Vermeulen’s sensorially powerful audiovisual installation More Moiré² premieres at Sonic Acts. In a panoramic Ganzfeld environment, with no horizon or anchor, the immersive cinematic experience puts visitors’ senses to the test. Inspired by the work of light artists such as Doug Wheeler and James Turrell, Vermeulen plays with human perception. In a virtual and abstract landscape of light, sound and moving moiré patterns, he constructs new worlds and dissolves others.
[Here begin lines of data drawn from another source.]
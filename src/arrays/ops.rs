// Copyright 2025 the altshift-arrays developers
//
// Licensed under the Apache License, Version 2.0 (the "License");
// you may not use this file except in compliance with the License.
// You may obtain a copy of the License at
//
//	http://www.apache.org/licenses/LICENSE-2.0
//
// Unless required by applicable law or agreed to in writing, software
// distributed under the License is distributed on an "AS IS" BASIS,
// WITHOUT WARRANTIES OR CONDITIONS OF ANY KIND, either express or implied.
// See the License for the specific language governing permissions and
// limitations under the License.

use anyhow::Result;
use bson::{doc, Document};
use futures::TryStreamExt;
use log::{debug, info};
use mongodb::{Collection, Database};

use crate::documents::{IntArrayDocument, StringArrayDocument};

/// Counts every document in the collection and reports it on stdout.
pub(crate) async fn report_count(collection: &Collection<Document>) -> Result<u64> {
    let n = collection.count_documents(doc! {}).await?;
    println!("Connected to {}. Current count: {}", collection.name(), n);
    Ok(n)
}

pub(crate) async fn insert_int_array(db: &Database, collection_name: &str) -> Result<()> {
    let collection = db.collection::<IntArrayDocument>(collection_name);
    let result = collection.insert_one(IntArrayDocument::sample()).await?;
    debug!("inserted int array document: {:?}", result.inserted_id);
    Ok(())
}

pub(crate) async fn insert_string_array(db: &Database, collection_name: &str) -> Result<()> {
    let collection = db.collection::<StringArrayDocument>(collection_name);
    let result = collection.insert_one(StringArrayDocument::sample()).await?;
    debug!("inserted string array document: {:?}", result.inserted_id);
    Ok(())
}

/// Returns the documents whose array field contains `value`.
///
/// Matching a scalar against an array field selects the documents whose
/// array contains that scalar, so a plain equality filter is enough here.
pub(crate) async fn find_array_containing(
    collection: &Collection<Document>,
    field: &str,
    value: &str,
) -> Result<Vec<Document>> {
    let mut filter = Document::new();
    filter.insert(field, value);

    let cursor = collection.find(filter).await?;
    let matching = cursor.try_collect().await?;
    Ok(matching)
}

pub(crate) async fn drop_collection(collection: &Collection<Document>) -> Result<()> {
    collection.drop().await?;
    info!("dropped collection: {}", collection.name());
    Ok(())
}

#[cfg(test)]
mod tests {
    use bson::{doc, Document};

    // The filter shape find_array_containing sends over the wire.
    #[test]
    fn array_contains_filter_is_plain_equality() {
        let mut filter = Document::new();
        filter.insert("string_array", "bernie");
        assert_eq!(filter, doc! { "string_array": "bernie" });
    }
}
//! Command-line and logging setup shared by the binaries.

use std::env;
use std::fs::File;
use std::io;
use std::sync::Mutex;

use anyhow::{Context, Result};
use clap::Args;
use tracing_subscriber::{fmt, layer::SubscriberExt, util::SubscriberInitExt, EnvFilter};

use crate::engine::{EngineConfig, Timings};
use crate::types::Mode;

/// Options common to the interactive and headless runners.
#[derive(Args, Debug, Clone)]
pub struct GameArgs {
    /// RNG seed. Falls back to MEMORY_SEED, then to a random seed.
    #[arg(long)]
    pub seed: Option<u32>,
    /// Start directly in this mode (solo | versus).
    #[arg(long, value_parser = parse_mode)]
    pub mode: Option<Mode>,
    /// Pause length in percent of the reference pacing. Falls back to MEMORY_TIME_SCALE.
    #[arg(long)]
    pub time_scale: Option<u32>,
}

impl GameArgs {
    /// Flags over environment over defaults.
    pub fn engine_config(&self) -> EngineConfig {
        let mut config = EngineConfig::from_env();
        match self.seed {
            Some(seed) => config.seed = seed,
            None if env::var_os("MEMORY_SEED").is_none() => config.seed = rand::random(),
            None => {}
        }
        if let Some(percent) = self.time_scale {
            config.timings = Timings::scaled(percent);
        }
        config
    }
}

pub fn parse_mode(s: &str) -> std::result::Result<Mode, String> {
    Mode::from_str(s).ok_or_else(|| format!("unknown mode `{s}` (expected solo or versus)"))
}

/// Where log output goes.
#[derive(Debug, Clone, Copy, PartialEq, Eq)]
pub enum LogTarget {
    /// The file named by MEMORY_LOG_PATH, or nowhere if unset.
    /// The interactive binary owns the terminal, so it never logs to it.
    EnvFile,
    Stderr,
}

/// Install the global subscriber. Filter comes from MEMORY_LOG (default `info`).
pub fn init_tracing(target: LogTarget) -> Result<()> {
    let filter = EnvFilter::try_from_env("MEMORY_LOG").unwrap_or_else(|_| EnvFilter::new("info"));

    match target {
        LogTarget::Stderr => tracing_subscriber::registry()
            .with(filter)
            .with(fmt::layer().with_writer(io::stderr))
            .try_init()?,
        LogTarget::EnvFile => {
            let Some(path) = env::var_os("MEMORY_LOG_PATH") else {
                return Ok(());
            };
            let file = File::create(&path)
                .with_context(|| format!("creating log file {}", path.to_string_lossy()))?;
            tracing_subscriber::registry()
                .with(filter)
                .with(fmt::layer().with_ansi(false).with_writer(Mutex::new(file)))
                .try_init()?
        }
    }
    Ok(())
}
The tension between the experience of bodyless digitality and material physicality is palpable in More Moiré², which resets the senses in stimulating the awareness of one’s own material existence.
Philip Vermeulen is an artist based in The Hague whose large-scale installations are part of his research into altering psychological states by manipulating the primary phenomena of light, sound and movement in a lineage of Zero, sound, kinetic and audiovisual art. His ‘hypersculptures’ move at high speeds, changing perception of their physical properties: fans spin at such a rate that they split white light into colours (Fanfanfan), soft materials ripple so fast they stand still (Flapflap) and with the stimulation of stroboscopic lights, ghostly images are summoned into the retinal surface (Int/Ext). Playfulness, seduction, self-destruction and delirium place audiences on high alert as his work dissolves the borders between mind and material. A 2017 graduate of the ArtScience Interfaculty, his work has been bought by Rijksmuseum Twenthe, showed at galleries like Arti et Amicitiae, W139 Amsterdam, clubs (Berghain), and festivals like Mapping, Geneva and Novas Frequências, Rio.